The authors repeat a point that every single interview revealed: the ritual is acceptable because the participant knows that it is of limited duration. They will be able to return to the "real" world, and they'll be able to bring this experience with them.
The authors talk a lot about pain. After all, consumer culture is about selling people what they really want, and who the fuck really wants pain?
God, I hope I never do kink to "emotionally affect consumers through the consumption process." I want to emotionally affect friends and loved ones through a ritual that includes the both of us.
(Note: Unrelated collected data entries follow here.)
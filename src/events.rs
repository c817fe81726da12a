//! WebSocket feed of governance events
//!
//! Read-only: each connection gets a broadcast subscription and a JSON
//! message per event. Votes and requests go through the HTTP surface.

use axum::{
    extract::{
        ws::{Message, WebSocket, WebSocketUpgrade},
        State,
    },
    response::IntoResponse,
};
use futures::{SinkExt, StreamExt};
use std::sync::Arc;
use tokio::sync::broadcast;

use crate::AppState;

/// WebSocket handler
pub async fn handler(
    ws: WebSocketUpgrade,
    State(state): State<Arc<AppState>>,
) -> impl IntoResponse {
    ws.on_upgrade(move |socket| handle_socket(socket, state))
}

async fn handle_socket(socket: WebSocket, state: Arc<AppState>) {
    let (mut sender, mut receiver) = socket.split();
    let mut events = state.manager.subscribe();

    loop {
        tokio::select! {
            event = events.recv() => {
                match event {
                    Ok(event) => {
                        let payload = serde_json::to_string(&event).unwrap();
                        if sender.send(Message::Text(payload.into())).await.is_err() {
                            break;
                        }
                    }
                    Err(broadcast::error::RecvError::Lagged(skipped)) => {
                        tracing::warn!(skipped, "Event subscriber lagging; dropping backlog");
                    }
                    Err(broadcast::error::RecvError::Closed) => break,
                }
            }
            msg = receiver.next() => {
                match msg {
                    Some(Ok(Message::Close(_))) | None => break,
                    Some(Err(e)) => {
                        tracing::error!("WebSocket error: {}", e);
                        break;
                    }
                    Some(Ok(_)) => {}
                }
            }
        }
    }
}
The title of the paper includes the phrase "The Saturated Self." The people who go through Tough Mudder are mostly office workers, middle class, white collar. Their lives are completely scheduled from the moment they wake up until the moment they lie down. Even their weekend calendars are full. Life is busy but monotonous, filled almost completely with head-oriented work rather than body-oriented, and the few surprises are mostly nasty and mentally taxing, such as unexpected illness, accident, or crime. Those full schedules seem even more impossible when one has to also call the insurance company, or the police, to report that someone has broken into your car.
We've become so optimized that social obligations become emotional burdens. The job we have may well be a bullshit job, and the uselessness and insincerity one gets from one's superiors, and has to perform for customers, takes its toll.
The authors go through a lot of trouble to analyze the reasons people seek out pain. Tough Mudder is an "extraordinary experience;" it's not something normal people go through. It's also held in an outdoor setting, and therapists now prescribe "nature walks" for depressed people, as being outdoors among trees and dirt seems to actually be good for us. It's an escape from the civilized world of stressed concrete, cold steel, overly revealing glass, and Google's surveillance.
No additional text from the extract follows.